Even by the Keynesian economic standards that prompted this fiscal response, COVID-19 relief is greater than any “output gap”—the difference between what an economy produces and what it produces at its most. In March 2020, the shortfall was $2.3 trillion, and that year alone, the government spent $3 trillion through various relief bills.
In March 2021, Democrats passed a $1.9 trillion US rescue package. At the time, the output gap was projected to be $700 billion by 2023 — a period in which most spending will occur. As a result, the bill is two to three times too large, especially given that the economy is mostly reopened and growing, with unemployment falling rapidly to 6% from 14.8% the year before.
Some center-left economists, as well as Sen. Joe Manchin (DW.Va.), have sounded the alarm that the outsized injection of new spending will overheat the growing economy and drive inflation. They were ignored, if not mocked. As a result, almost everyone from Fed chairs to monetary experts will spend much of 2021 explaining inflation without mentioning the role of fiscal and monetary policy.
Today, several new studies confirm that this bout of inflation is rooted in demand, not supply. That’s not to say that supply chain chokepoints, which were initially caused by government-imposed global shutdowns and a sudden shift from services to goods, didn’t play a role.
But without the shutdowns and the aforementioned government-driven demand growth for durable goods, we wouldn’t have a supply chain problem of this magnitude. According to the World Trade Organization’s Robert Koopman, artificially inflated demand accounts for two-thirds of the supply shortage.
Second, global supply chains are clearly global. If inflation is really the product of supply chain problems, we will see roughly the same inflation rate across the industrialized world. But we don’t. Inflation levels in most industrialized countries are lower than in the United States. These other countries have also implemented significantly reduced COVID-19 spending.
For example, inflation rates in France, South Korea and Norway are all below 4%. Their governments are spending less than 10% of GDP on fiscal stimulus to combat the pandemic, compared with about 26% in the US.
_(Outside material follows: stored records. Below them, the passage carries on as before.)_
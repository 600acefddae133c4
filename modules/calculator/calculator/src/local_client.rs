//! Local client implementing the SDK API
//!
//! Delegates to the domain service in-process and maps domain errors
//! to SDK errors.

use std::sync::Arc;

use calculator_sdk::{CalculatorClientV1, CalculatorError};

use crate::domain::{Service, ServiceError};

/// In-process `CalculatorClientV1` backed by the domain [`Service`].
pub struct CalculatorLocalClient {
    service: Arc<Service>,
}

impl CalculatorLocalClient {
    #[must_use]
    pub fn new(service: Arc<Service>) -> Self {
        Self { service }
    }
}

impl From<ServiceError> for CalculatorError {
    fn from(err: ServiceError) -> Self {
        match err {
            ServiceError::Overflow { op, a, b } => CalculatorError::Overflow { op, a, b },
        }
    }
}

impl CalculatorClientV1 for CalculatorLocalClient {
    fn add(&self, a: i64, b: i64) -> Result<i64, CalculatorError> {
        self.service.add(a, b).map_err(Into::into)
    }

    fn multiply(&self, a: i64, b: i64) -> Result<i64, CalculatorError> {
        self.service.multiply(a, b).map_err(Into::into)
    }
}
One also needs to distinguish between supply constraints, where the price of some goods rises relative to others, and inflation, which happens when the price of everything, including labor, rises. Supply shocks and constraints do not lead to the same broad-based pattern of price increases as true inflation. Furthermore, price level increases due to supply-side shocks generally do not persist month-to-month; they are one-time jumps that gradually dissipate when the supply shock ends.
Today, all prices are rising, including wages (albeit at low levels at the moment), and inflation persists. This is because of overblown fiscal and monetary policy. Addressing this problem will require strong action from the Federal Reserve and significant fiscal restraint from Congress. Both are inseparable, and inflation will persist for longer, disproportionately hurting the most economically vulnerable.
It also means that recent calls to offset inflation by subsidizing gas, housing, childcare and more will require borrowing money. Since fiscal generosity is the source of the problem, and because these efforts make affected markets more inefficient, this approach increases the risk of a severe stagnation spiral.